## Stored data:
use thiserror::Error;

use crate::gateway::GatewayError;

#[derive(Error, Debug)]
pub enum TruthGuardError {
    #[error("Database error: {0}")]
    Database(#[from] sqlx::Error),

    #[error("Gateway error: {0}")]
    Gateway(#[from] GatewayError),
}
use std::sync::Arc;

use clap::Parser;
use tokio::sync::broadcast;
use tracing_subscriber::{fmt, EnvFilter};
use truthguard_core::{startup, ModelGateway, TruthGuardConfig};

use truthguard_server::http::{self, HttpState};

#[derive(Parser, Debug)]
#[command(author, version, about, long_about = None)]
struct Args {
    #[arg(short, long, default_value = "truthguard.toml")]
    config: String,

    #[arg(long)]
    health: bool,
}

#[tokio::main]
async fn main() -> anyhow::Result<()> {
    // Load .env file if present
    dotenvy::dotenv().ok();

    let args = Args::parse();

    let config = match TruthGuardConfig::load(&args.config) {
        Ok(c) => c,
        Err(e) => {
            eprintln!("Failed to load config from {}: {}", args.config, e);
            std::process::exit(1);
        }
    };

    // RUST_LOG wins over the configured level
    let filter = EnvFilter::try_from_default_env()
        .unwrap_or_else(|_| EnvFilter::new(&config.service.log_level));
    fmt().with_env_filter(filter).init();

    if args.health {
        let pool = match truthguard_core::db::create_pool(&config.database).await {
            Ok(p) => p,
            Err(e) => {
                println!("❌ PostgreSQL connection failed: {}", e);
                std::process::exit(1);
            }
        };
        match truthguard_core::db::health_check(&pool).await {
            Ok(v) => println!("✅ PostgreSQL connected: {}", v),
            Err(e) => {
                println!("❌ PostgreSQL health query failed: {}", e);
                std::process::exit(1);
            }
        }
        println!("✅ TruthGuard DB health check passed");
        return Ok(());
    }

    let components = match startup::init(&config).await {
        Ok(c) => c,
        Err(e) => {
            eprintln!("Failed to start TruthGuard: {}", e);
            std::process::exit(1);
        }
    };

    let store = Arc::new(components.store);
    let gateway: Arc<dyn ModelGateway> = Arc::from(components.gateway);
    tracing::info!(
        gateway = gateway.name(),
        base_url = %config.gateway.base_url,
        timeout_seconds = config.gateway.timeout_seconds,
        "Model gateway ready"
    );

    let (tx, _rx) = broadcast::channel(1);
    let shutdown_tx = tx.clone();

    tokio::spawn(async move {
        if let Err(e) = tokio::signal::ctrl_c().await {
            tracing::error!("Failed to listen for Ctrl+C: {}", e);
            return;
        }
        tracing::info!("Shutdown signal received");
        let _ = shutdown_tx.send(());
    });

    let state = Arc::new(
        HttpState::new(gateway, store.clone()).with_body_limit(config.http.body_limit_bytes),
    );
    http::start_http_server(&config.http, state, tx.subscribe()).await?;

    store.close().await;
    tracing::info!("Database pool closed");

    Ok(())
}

## Problem to solve:
Please output the exact lines of the records above, beginning with the first and stopping after the line that holds "let filter = EnvFilter::try_from_default_env()", and nothing else.

## Result of this task:
use thiserror::Error;

use crate::gateway::GatewayError;

#[derive(Error, Debug)]
pub enum TruthGuardError {
    #[error("Database error: {0}")]
    Database(#[from] sqlx::Error),

    #[error("Gateway error: {0}")]
    Gateway(#[from] GatewayError),
}
use std::sync::Arc;

use clap::Parser;
use tokio::sync::broadcast;
use tracing_subscriber::{fmt, EnvFilter};
use truthguard_core::{startup, ModelGateway, TruthGuardConfig};

use truthguard_server::http::{self, HttpState};

#[derive(Parser, Debug)]
#[command(author, version, about, long_about = None)]
struct Args {
    #[arg(short, long, default_value = "truthguard.toml")]
    config: String,

    #[arg(long)]
    health: bool,
}

#[tokio::main]
async fn main() -> anyhow::Result<()> {
    // Load .env file if present
    dotenvy::dotenv().ok();

    let args = Args::parse();

    let config = match TruthGuardConfig::load(&args.config) {
        Ok(c) => c,
        Err(e) => {
            eprintln!("Failed to load config from {}: {}", args.config, e);
            std::process::exit(1);
        }
    };

    // RUST_LOG wins over the configured level
    let filter = EnvFilter::try_from_default_env()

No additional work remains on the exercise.